• **Data for review**:
use std::io;
use std::path::PathBuf;

/// Errors raised by the learning subsystem.
///
/// Only `Encoding` and `InvalidAction` are meant to stop a caller: they point at a
/// configuration mismatch that would otherwise corrupt training silently. The
/// persistence variants are logged and skipped by the best-effort entry points.
#[derive(Debug, thiserror::Error)]
pub enum TrainingError {
    #[error("state vector has length {actual}, expected {expected}")]
    Encoding { expected: usize, actual: usize },

    #[error("action {action} is outside the action space of size {action_count}")]
    InvalidAction { action: usize, action_count: usize },

    #[error("I/O failure on {}: {source}", path.display())]
    Persistence {
        path: PathBuf,
        #[source]
        source: io::Error,
    },

    #[error("corrupt record {}: {source}", path.display())]
    CorruptRecord {
        path: PathBuf,
        #[source]
        source: serde_json::Error,
    },

    #[error("invalid configuration: {0}")]
    Config(String),

    #[error("training worker failed: {0}")]
    Worker(String),
}

impl TrainingError {
    pub fn persistence(path: impl Into<PathBuf>, source: io::Error) -> Self {
        TrainingError::Persistence {
            path: path.into(),
            source,
        }
    }

    pub fn corrupt(path: impl Into<PathBuf>, source: serde_json::Error) -> Self {
        TrainingError::CorruptRecord {
            path: path.into(),
            source,
        }
    }
}

pub type Result<T> = std::result::Result<T, TrainingError>;

#[cfg(test)]
mod tests {
    use super::*;

    #[test]
    fn test_encoding_error_message() {
        let err = TrainingError::Encoding {
            expected: 42,
            actual: 30,
        };
        assert_eq!(err.to_string(), "state vector has length 30, expected 42");
    }

    #[test]
    fn test_persistence_error_keeps_path() {
        let err = TrainingError::persistence(
            "models/movement.json",
            io::Error::new(io::ErrorKind::PermissionDenied, "denied"),
        );
        assert!(err.to_string().contains("models/movement.json"));
    }
}
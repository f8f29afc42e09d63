use arcade_rl::config::{AppConfig, RunMode};
use arcade_rl::infra::{
    CancellationFlag, CompositeObserver, CsvMetricsObserver, DefaultObserver, TrainingObserver,
};
use arcade_rl::rl::{ExperienceStore, MultiAgentCyclicOrchestrator, ParallelTrainingCoordinator};
use dotenv::dotenv;
use tracing_subscriber::{EnvFilter, FmtSubscriber};

fn init_logging() {
    let filter = EnvFilter::try_from_default_env()
        .unwrap_or_else(|_| EnvFilter::new("arcade_rl=debug,info"));

    let subscriber = FmtSubscriber::builder()
        .with_env_filter(filter)
        .with_target(false)
        .with_ansi(true)
        .finish();

    tracing::subscriber::set_global_default(subscriber).expect("setting default subscriber failed");
}

/// Set the flag on the first Ctrl-C; work stops at the next safe boundary
fn spawn_ctrl_c_handler(cancel: CancellationFlag) {
    tokio::spawn(async move {
        if tokio::signal::ctrl_c().await.is_ok() {
            tracing::info!("Ctrl-C received, stopping at the next safe boundary");
            cancel.cancel();
        }
    });
}

fn build_observer(config: &AppConfig) -> Box<dyn TrainingObserver> {
    match &config.metrics_dir {
        Some(dir) => Box::new(CompositeObserver::new(vec![
            Box::new(DefaultObserver),
            Box::new(CsvMetricsObserver::new(dir.clone())),
        ])),
        None => Box::new(DefaultObserver),
    }
}

#[tokio::main]
async fn main() -> Result<(), Box<dyn std::error::Error>> {
    dotenv().ok();
    init_logging();

    let config = AppConfig::from_env()?;
    tracing::info!("Mode: {:?}", config.mode);
    tracing::info!("- data dir: {}", config.data_dir.display());
    tracing::info!("- model dir: {}", config.model_dir.display());
    tracing::info!("- seed: {}", config.seed);

    let cancel = CancellationFlag::new();

    match config.mode {
        RunMode::Cyclic => {
            spawn_ctrl_c_handler(cancel.clone());
            let store = ExperienceStore::new(config.store_config()).into_shared();
            let observer = build_observer(&config);
            let episodes_per_cycle = config.episodes_per_cycle;
            let orchestrator_config = config.orchestrator_config();

            let report = tokio::task::spawn_blocking(move || {
                let mut orchestrator =
                    MultiAgentCyclicOrchestrator::with_store(orchestrator_config, observer, store);
                orchestrator.run_cyclic_training(&cancel, episodes_per_cycle)
            })
            .await?;
            tracing::info!(
                "Completed {} cycles ({:?})",
                report.cycles_completed,
                report.stop_reason
            );
        }
        RunMode::Parallel => {
            spawn_ctrl_c_handler(cancel.clone());
            let store = ExperienceStore::new(config.store_config()).into_shared();
            let coordinator = ParallelTrainingCoordinator::new(config.parallel_config(), store);
            let report = coordinator.run(&cancel).await?;
            if let Some(best) = report.best_environment() {
                tracing::info!(
                    "Best environment {}: avg reward {:.2}, final phase {}",
                    best.index,
                    best.average_reward,
                    best.final_phase.name()
                );
            }
        }
        RunMode::Export => {
            let store = ExperienceStore::new(config.store_config());
            let export = store.export_consolidated(&config.export_path)?;
            tracing::info!(
                "Consolidated {} episodes into {}",
                export.total_episodes,
                config.export_path.display()
            );
        }
    }

    Ok(())
}
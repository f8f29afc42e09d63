//! Simulated arena - offline environment the trainers run episodes against
//!
//! Every transition is pure: `step` takes the previous snapshot and returns a new one.

use rand::Rng;
use serde::{Deserialize, Serialize};

use crate::error::Result;
use crate::infra::{ScreenBounds, Vec2};
use crate::state::{
    Companion, CompanionRole, EnemyState, GameSnapshot, IDEAL_FORMATION_SPACING, Obstacle,
    PlayerState, ProjectileState,
};

use super::action_space::{ActionSpace, FireCommand};
use super::curriculum::DifficultyConfig;
use super::encoder::EncoderConfig;
use super::reward::{RewardShaper, RewardTerms, RewardWeights};

const ENEMY_RADIUS: f32 = 14.0;
const BOSS_RADIUS: f32 = 32.0;
const BOSS_HEALTH: u32 = 8;
const PROJECTILE_RADIUS: f32 = 4.0;
const HAZARD_RADIUS: f32 = 30.0;
/// Minimum spawn distance from the player
const SAFE_SPAWN_DISTANCE: f32 = 200.0;
const SPAWN_ATTEMPTS: usize = 16;
/// Distance at which enemies count towards the formation threat
const THREAT_RADIUS: f32 = 150.0;

/// Physical constants of the arena
#[derive(Debug, Clone, PartialEq, Serialize, Deserialize)]
pub struct ArenaConfig {
    pub bounds: ScreenBounds,
    /// Player speed in px/s
    pub player_speed: f32,
    /// Seconds per step
    pub dt: f32,
    pub max_lives: u32,
    /// Enemy speed in px/s before the difficulty multiplier
    pub base_enemy_speed: f32,
    /// Reach of player and companion shots
    pub shot_range: f32,
    pub projectile_speed: f32,
    /// Per-enemy chance to fire on a step
    pub enemy_fire_chance: f32,
    /// Invulnerability after a hit, in seconds
    pub hit_grace: f32,
    /// Stealth range enemies only react inside this radius
    pub detection_radius: f32,
    /// Seconds between gunner companion shots
    pub companion_fire_interval: f32,
    /// Distance at which a waypoint counts as reached
    pub target_radius: f32,
}

impl Default for ArenaConfig {
    fn default() -> Self {
        Self {
            bounds: ScreenBounds::default(),
            player_speed: 240.0,
            dt: 1.0 / 30.0,
            max_lives: 3,
            base_enemy_speed: 90.0,
            shot_range: 350.0,
            projectile_speed: 220.0,
            enemy_fire_chance: 0.01,
            hit_grace: 1.0,
            detection_radius: 160.0,
            companion_fire_interval: 1.0,
            target_radius: 30.0,
        }
    }
}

• **Problem requirements**: A single figure is required: the number of lines above in which the word "MultiAgentCyclicOrchestrator" occurs.

• **Response to the task**: 2